Le Local
Notes de (re)lecture
Une bande dessinée qui regarde à côté de ses personnages
Malgré sa discrétion éditoriale, je crois qu’il faut considérer Gipi comme un auteur majeur de la bande dessinée contemporaine. La justesse des situations qu’il met en scène, la profonde humanité de ses personnages, la présence tangible du temps et de la durée dans sa narration… tout cela a certainement été dit. Je voudrais cependant souligner une des grandes qualités de son travail, celle sur laquelle se fonde la richesse de ses histoires : Les récits de Gipi sont avant tout sociaux, en ce sens que leur objet principal ne semble pas être de nous montrer des personnages agissant et interagissant, mais plutôt de nous donner à voir avant tout les relations entre ces personnages.

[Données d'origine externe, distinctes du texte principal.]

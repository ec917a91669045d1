use std::sync::Arc;

use dashmap::DashMap;

use crate::{
    config::SfuConfig,
    room::{Room, RoomMap},
};

/// Process-wide map of live rooms. Cloning shares the same map.
#[derive(Debug, Clone)]
pub struct RoomRegistry {
    rooms: Arc<RoomMap>,
    config: Arc<SfuConfig>,
}

impl RoomRegistry {
    pub fn new(config: SfuConfig) -> Self {
        Self {
            rooms: Arc::new(DashMap::new()),
            config: Arc::new(config),
        }
    }

    pub fn config(&self) -> &SfuConfig {
        &self.config
    }

    /// Returns the room with `room_id`, creating it when absent.
    /// Concurrent callers for the same ID always get the same room.
    pub fn get_or_create(&self, room_id: &str) -> Arc<Room> {
        let room = self
            .rooms
            .entry(room_id.to_string())
            .or_insert_with(|| {
                tracing::info!("Room {} is created", room_id);
                Room::new(
                    room_id.to_string(),
                    Arc::clone(&self.config),
                    Arc::downgrade(&self.rooms),
                )
            });
        Arc::clone(room.value())
    }

    pub fn get(&self, room_id: &str) -> Option<Arc<Room>> {
        self.rooms.get(room_id).map(|room| Arc::clone(room.value()))
    }

    pub fn len(&self) -> usize {
        self.rooms.len()
    }

    pub fn is_empty(&self) -> bool {
        self.rooms.is_empty()
    }

    pub fn room_ids(&self) -> Vec<String> {
        let mut ids: Vec<String> = self.rooms.iter().map(|room| room.key().clone()).collect();
        ids.sort();
        ids
    }

    /// Removes `peer_id` from `room_id`. Returns false when either is unknown.
    pub async fn remove_peer(&self, room_id: &str, peer_id: &str) -> bool {
        match self.get(room_id) {
            Some(room) => room.remove_peer(peer_id).await,
            None => false,
        }
    }
}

Dans Le local, comme dans beaucoup d’autres livres de Gipi, il est fait peu de place à l’explication psychologique : Pourquoi Alex s’entiche-t-il de colifichets nazis ? Pourquoi Giuliano est il amoureux de Nina ? Nous ne le saurons pas, ce n’est pas le propos de Gipi. Ce qui compte, ici, ce n’est pas la révélation par l’action des motivations d’un personnage, ni la compréhension des mécanismes de sa conscience, c’est la chimie que produit la co-présence de deux personnages dans le cadre d’une même case. Lorsque deux personnages figurent ensemble dans une case, ce n’est jamais anodin chez Gipi. La relation d’Alberto et de son père est ainsi toute entière montrée dans les planches 10 à 13, ces quatre pages dans lesquelles les cases s’étirent sur toute la largeur de la planche pour réunir un père et un fils que les vicissitudes de la vie auraient dû éloigner. Nous n’avons à ce stade du récit que très peu d’informations sur Alberto et aucune sur son père. Et pourtant, la douceur du visage qu’Alberto tourne vers son père dans la dernière case de la planche 13 nous dit la force du lien qui les unit.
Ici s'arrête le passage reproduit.